Аллина взяла печенье и придирчиво его рассматривала. Как приятно было увидеть на лице Конэла улыбку!
— Очень великодушно с вашей стороны!
— Вот уже несколько месяцев я вынужден рассчитывать лишь на свои скромные кулинарные способности, — Конэл посмотрел ей в глаза, задержав взгляд. — Благодаря вам я осознал, чего мне не хватало. Я довольно угрюмый человек, Аллина.
— В самом деле? — ее голос был настолько мягким, что притаившаяся в нем насмешка была почти незаметна. Но у Конэла был острый слух.
Он рассмеялся, покачал головой и вновь принялся за суп:
— Не думаю, что эти несколько дней покажутся нам тихими и спокойными!
5
Конэл спал в своей студии. Это показалось ему самым разумным решением.
Он хотел Аллину, проблема заключалась именно в этом. Конэл не сомневался, что она готова разделить с ним постель, подарить ему свое тело. И хотя такой вариант казался куда более заманчивым, чем холодная узкая раскладушка, которая едва помещалась в его рабочей комнате, было бы нечестно воспользоваться романтическим настроением девушки.
Она вообразила себе, что влюбилась в него.

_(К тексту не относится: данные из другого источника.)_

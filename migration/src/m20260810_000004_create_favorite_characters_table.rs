use sea_orm_migration::{prelude::*, schema::*};

use crate::{
    m20260810_000001_create_users_table::Users,
    m20260810_000002_create_characters_table::Characters,
};

static FK_FAVORITE_CHARACTERS_USER_ID: &str = "fk_favorite_characters_user_id";
static FK_FAVORITE_CHARACTERS_CHARACTER_ID: &str = "fk_favorite_characters_character_id";

#[derive(DeriveMigrationName)]
pub struct Migration;

#[async_trait::async_trait]
impl MigrationTrait for Migration {
    async fn up(&self, manager: &SchemaManager) -> Result<(), DbErr> {
        manager
            .create_table(
                Table::create()
                    .table(FavoriteCharacters::Table)
                    .if_not_exists()
                    .col(pk_auto(FavoriteCharacters::Id))
                    .col(integer(FavoriteCharacters::UserId))
                    .col(integer_null(FavoriteCharacters::CharacterId))
                    .col(timestamp(FavoriteCharacters::Created))
                    .to_owned(),
            )
            .await?;

        // No cascade action: deleting a user or character with surviving
        // links is blocked by the constraint.
        manager
            .create_foreign_key(
                ForeignKey::create()
                    .name(FK_FAVORITE_CHARACTERS_USER_ID)
                    .from_tbl(FavoriteCharacters::Table)
                    .from_col(FavoriteCharacters::UserId)
                    .to_tbl(Users::Table)
                    .to_col(Users::Id)
                    .to_owned(),
            )
            .await?;

        manager
            .create_foreign_key(
                ForeignKey::create()
                    .name(FK_FAVORITE_CHARACTERS_CHARACTER_ID)
                    .from_tbl(FavoriteCharacters::Table)
                    .from_col(FavoriteCharacters::CharacterId)
                    .to_tbl(Characters::Table)
                    .to_col(Characters::Id)
                    .to_owned(),
            )
            .await?;

        Ok(())
    }

    async fn down(&self, manager: &SchemaManager) -> Result<(), DbErr> {
        manager
            .drop_foreign_key(
                ForeignKey::drop()
                    .name(FK_FAVORITE_CHARACTERS_CHARACTER_ID)
                    .table(FavoriteCharacters::Table)
                    .to_owned(),
            )
            .await?;

        manager
            .drop_foreign_key(
                ForeignKey::drop()
                    .name(FK_FAVORITE_CHARACTERS_USER_ID)
                    .table(FavoriteCharacters::Table)
                    .to_owned(),
            )
            .await?;

        manager
            .drop_table(Table::drop().table(FavoriteCharacters::Table).to_owned())
            .await?;

        Ok(())
    }
}

#[derive(DeriveIden)]
pub enum FavoriteCharacters {
    Table,
    Id,
    UserId,
    CharacterId,
    Created,
}
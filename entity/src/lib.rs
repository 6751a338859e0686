pub mod character;
pub mod favorite_character;
pub mod favorite_planet;
pub mod planet;
pub mod prelude;
pub mod user;
pub use sea_orm_migration::prelude::*;

mod m20260810_000001_create_users_table;
mod m20260810_000002_create_characters_table;
mod m20260810_000003_create_planets_table;
mod m20260810_000004_create_favorite_characters_table;
mod m20260810_000005_create_favorite_planets_table;

pub struct Migrator;

#[async_trait::async_trait]
impl MigratorTrait for Migrator {
    fn migrations() -> Vec<Box<dyn MigrationTrait>> {
        vec![
            Box::new(m20260810_000001_create_users_table::Migration),
            Box::new(m20260810_000002_create_characters_table::Migration),
            Box::new(m20260810_000003_create_planets_table::Migration),
            Box::new(m20260810_000004_create_favorite_characters_table::Migration),
            Box::new(m20260810_000005_create_favorite_planets_table::Migration),
        ]
    }
}
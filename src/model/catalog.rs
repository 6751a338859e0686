use chrono::NaiveDateTime;
use serde::{Deserialize, Serialize};

/// External representation of a catalog character.
#[derive(Clone, Debug, Serialize, Deserialize)]
pub struct CharacterDto {
    pub id: i32,
    pub name: String,
    pub eye_color: Option<String>,
    pub gender: Option<String>,
    pub hair_color: Option<String>,
    pub created: NaiveDateTime,
    pub edited: NaiveDateTime,
}

impl From<entity::character::Model> for CharacterDto {
    fn from(character: entity::character::Model) -> Self {
        Self {
            id: character.id,
            name: character.name,
            eye_color: character.eye_color,
            gender: character.gender,
            hair_color: character.hair_color,
            created: character.created,
            edited: character.edited,
        }
    }
}

/// External representation of a catalog planet.
#[derive(Clone, Debug, Serialize, Deserialize)]
pub struct PlanetDto {
    pub id: i32,
    pub name: String,
    pub diameter: Option<f64>,
    pub climate: Option<String>,
    pub terrain: Option<String>,
    pub created: NaiveDateTime,
    pub edited: NaiveDateTime,
}

impl From<entity::planet::Model> for PlanetDto {
    fn from(planet: entity::planet::Model) -> Self {
        Self {
            id: planet.id,
            name: planet.name,
            diameter: planet.diameter,
            climate: planet.climate,
            terrain: planet.terrain,
            created: planet.created,
            edited: planet.edited,
        }
    }
}
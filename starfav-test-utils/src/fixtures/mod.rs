//! Database insertion helpers and in-memory model factories for tests.

pub mod catalog;
pub mod factory;
pub mod favorite;
pub mod user;
use crate::error::config::ConfigError;

pub struct Config {
    pub database_url: String,
}

impl Config {
    pub fn from_env() -> Result<Self, ConfigError> {
        Ok(Self {
            database_url: env_var("DATABASE_URL")?,
        })
    }
}

fn env_var(name: &str) -> Result<String, ConfigError> {
    std::env::var(name).map_err(|_| ConfigError::MissingEnvVar(name.to_string()))
}
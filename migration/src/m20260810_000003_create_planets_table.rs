use sea_orm_migration::{prelude::*, schema::*};

#[derive(DeriveMigrationName)]
pub struct Migration;

#[async_trait::async_trait]
impl MigrationTrait for Migration {
    async fn up(&self, manager: &SchemaManager) -> Result<(), DbErr> {
        manager
            .create_table(
                Table::create()
                    .table(Planets::Table)
                    .if_not_exists()
                    .col(pk_auto(Planets::Id))
                    .col(string(Planets::Name))
                    .col(double_null(Planets::Diameter))
                    .col(string_null(Planets::Climate))
                    .col(string_null(Planets::Terrain))
                    .col(timestamp(Planets::Created))
                    .col(timestamp(Planets::Edited))
                    .to_owned(),
            )
            .await?;

        Ok(())
    }

    async fn down(&self, manager: &SchemaManager) -> Result<(), DbErr> {
        manager
            .drop_table(Table::drop().table(Planets::Table).to_owned())
            .await?;

        Ok(())
    }
}

#[derive(DeriveIden)]
pub enum Planets {
    Table,
    Id,
    Name,
    Diameter,
    Climate,
    Terrain,
    Created,
    Edited,
}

Мысль о том, что какая-то женщина может принять такое решение и определиться со своими чувствами в мгновение ока, сбивала Конэла с толку. С другой стороны, Аллина Кеннеди отличалась от всех женщин, которые появлялись в его жизни и исчезали из нее. На первый взгляд, от нее легко можно было бы отмахнуться, сочтя наивной дурочкой.
Однако Конэл никогда не судил о людях по первому впечатлению. Аллина была многогранной натурой; в ней были задумчивость, игривость, страсть и сострадание… Странно, подумал он, что сама она, похоже, не замечала этого. Но от этого она была еще более привлекательной.
Погруженный в свои мысли, с красными после беспокойной ночи глазами, Конэл начал делать набросок. Аллина Кеннеди из Нью-Йорка, белая ворона в семье, кажется, из семьи конформистов. Женщина, которая еще не нашла свое место в жизни, но с которой будет приятно иметь дело, где бы она ни очутилась. Женщина, несомненно, современная, но готовая верить в чудесные легенды. Нет, не просто готова верить, подумал Конэл. Она верит в них всем сердцем. Будто просто ждет, когда же ей, наконец, скажут, в каком мире она находится все это время.
Но он не будет этого делать, не будет — и точка! Всю жизнь ему твердили, что этот день однажды наступит. Он не хочет \ безвольно подчиниться судьбе, смириться с волей провидения. Конэл вернулся на остров, чтобы доказать это.
Теперь ему казалось, что он слышит, как судьба смеется над ним.
Нахмурившись, Конэл разглядывал свой рисунок. На нем он изобразил Аллину — с большими глазами и острыми скулами, с короткими взъерошенными волосами, которые так гармонировали с этим угловатым лицом и тонкой шеей. На ее спине, как у лесной феи, Конэл нарисовал что-то наподобие легких крылышек. Они тоже ей шли. Это здорово разозлило Конэла.
Он отбросил альбом. Ему нужно работать, и он вернется к работе после того, как выпьет чаю.
Все так же дул ветер. Утреннее солнце выглядывало из-за плотных туч, отражаясь в воде. Гром утих; слышался лишь шум прибоя. Конэл любил смотреть на изменчивое и капризное море. Годы, проведенные в Дублине, не уменьшили его тягу к морю, небу, суровой и неприхотливой земле, которая была его родиной.
Как бы часто он ни уезжал отсюда, куда бы ни направлялся, ему всегда хотелось возвратиться. Ибо здесь оставались его душа и сердце.
Обернувшись, Конэл увидел Аллину. Она стояла на коленях в саду; вокруг колыхались цветы, а нежный солнечный свет переливался на ее волосах. Конэл не видел ее лица, но прекрасно его представлял. У нее задумчивые мечтательные глаза и она выдергивает сорняки, на которые сам Конэл не обращал внимания.
Уже сейчас цветы выглядят лучше, словно радуются, что им, наконец, уделяют внимание после стольких недель равнодушия.
Из печной трубы шел дым, возле стены стояла метла. Аллина нашла корзину — Бог знает, где именно — и бросала в нее вырванные сорняки. Ее ноги были босыми.
Теплое чувство невольно охватило Конэла — словно кто-то прошептал ему на ухо: «Добро пожаловать!»
— Вам незачем было это делать.
Аллина подняла глаза, услышав его голос. Она и впрямь выглядела счастливой.